▶ EXERCISE DETAILS:
Going through the data below, please show each line containing the string "GenRequest".

"""

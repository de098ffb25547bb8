//! OpenAI-compatible chat completion provider.
//!
//! Works with OpenAI's API and any compatible endpoint. The engine hands
//! over a [`GenRequest`]; the instruction for each kind lives here.

use async_trait::async_trait;
use minder_core::{
    error::MinderError,
    message::{GenKind, GenRequest},
    traits::Provider,
};
use serde::{Deserialize, Serialize};
use tracing::{debug, warn};

/// OpenAI-compatible provider.
pub struct OpenAiProvider {
    client: reqwest::Client,
    base_url: String,
    api_key: String,
    model: String,
}

impl OpenAiProvider {
    /// Create from config values.
    pub fn from_config(base_url: String, api_key: String, model: String) -> Self {
        Self {
            client: reqwest::Client::new(),
            base_url,
            api_key,
            model,
        }
    }
}

/// System instruction for a generation kind. Short on purpose: every reply
/// goes to a chat message, not a document.
fn instruction(kind: GenKind) -> &'static str {
    match kind {
        GenKind::Praise => {
            "You are an accountability coach. The user did what they planned. \
             Write one short, warm, specific congratulation. One or two sentences, \
             no emoji spam, no questions."
        }
        GenKind::Scold => {
            "You are an accountability coach. The user skipped a task they planned \
             or did something else instead. Write one short, firm but kind nudge to \
             get back on track. One or two sentences, never insulting."
        }
        GenKind::MorningGreeting => {
            "You are an accountability coach. Write a short morning greeting that \
             reminds the user to plan their day. Two sentences at most."
        }
        GenKind::EveningPlanning => {
            "You are an accountability coach. Write a short evening prompt asking \
             the user to plan tomorrow's tasks. Two sentences at most."
        }
        GenKind::DailySummary => {
            "You are an accountability coach. Given today's planned and completed \
             counts and the current streak, write a short end-of-day summary. \
             Honest about misses, encouraging about the streak. Three sentences at most."
        }
        GenKind::StuckHelp => {
            "You are an accountability coach. The user is stuck on a task. Give one \
             concrete, small first step to get moving. Two or three sentences."
        }
    }
}

/// Build the two-message prompt: instruction as system, context as user.
pub(crate) fn build_messages(request: &GenRequest) -> Vec<ChatMessage> {
    vec![
        ChatMessage {
            role: "system".to_string(),
            content: instruction(request.kind).to_string(),
        },
        ChatMessage {
            role: "user".to_string(),
            content: request.context.clone(),
        },
    ]
}

#[derive(Serialize, Deserialize, Clone)]
pub(crate) struct ChatMessage {
    pub role: String,
    pub content: String,
}

#[derive(Serialize)]
pub(crate) struct ChatCompletionRequest {
    pub model: String,
    pub messages: Vec<ChatMessage>,
}

#[derive(Deserialize)]
pub(crate) struct ChatCompletionResponse {
    pub choices: Option<Vec<ChatChoice>>,
}

#[derive(Deserialize)]
pub(crate) struct ChatChoice {
    pub message: Option<ChatMessage>,
}

#[async_trait]
impl Provider for OpenAiProvider {
    fn name(&self) -> &str {
        "openai"
    }

    async fn generate(&self, request: &GenRequest) -> Result<String, MinderError> {
        let body = ChatCompletionRequest {
            model: self.model.clone(),
            messages: build_messages(request),
        };

        let url = format!("{}/chat/completions", self.base_url.trim_end_matches('/'));
        debug!("openai: POST {url} kind={}", request.kind.as_str());

        let resp = self
            .client
            .post(&url)
            .header("Authorization", format!("Bearer {}", self.api_key))
            .json(&body)
            .send()
            .await
            .map_err(|e| MinderError::Provider(format!("openai request failed: {e}")))?;

        if !resp.status().is_success() {
            let status = resp.status();
            let text = resp.text().await.unwrap_or_default();
            return Err(MinderError::Provider(format!(
                "openai returned {status}: {text}"
            )));
        }

        let parsed: ChatCompletionResponse = resp
            .json()
            .await
            .map_err(|e| MinderError::Provider(format!("openai: failed to parse response: {e}")))?;

        parsed
            .choices
            .and_then(|c| c.into_iter().next())
            .and_then(|c| c.message)
            .map(|m| m.content)
            .filter(|text| !text.trim().is_empty())
            .ok_or_else(|| MinderError::Provider("openai returned no content".to_string()))
    }

    async fn is_available(&self) -> bool {
        if self.api_key.is_empty() {
            warn!("openai: no API key configured");
            return false;
        }
        // Basic check: try to list models.
        let url = format!("{}/models", self.base_url.trim_end_matches('/'));
        match self
            .client
            .get(&url)
            .header("Authorization", format!("Bearer {}", self.api_key))
            .send()
            .await
        {
            Ok(resp) => resp.status().is_success(),
            Err(e) => {
                warn!("openai not available: {e}");
                false
            }
        }
    }
}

"""

▶ TASK OUTPUT:
//! over a [`GenRequest`]; the instruction for each kind lives here.
    message::{GenKind, GenRequest},
pub(crate) fn build_messages(request: &GenRequest) -> Vec<ChatMessage> {
    async fn generate(&self, request: &GenRequest) -> Result<String, MinderError> {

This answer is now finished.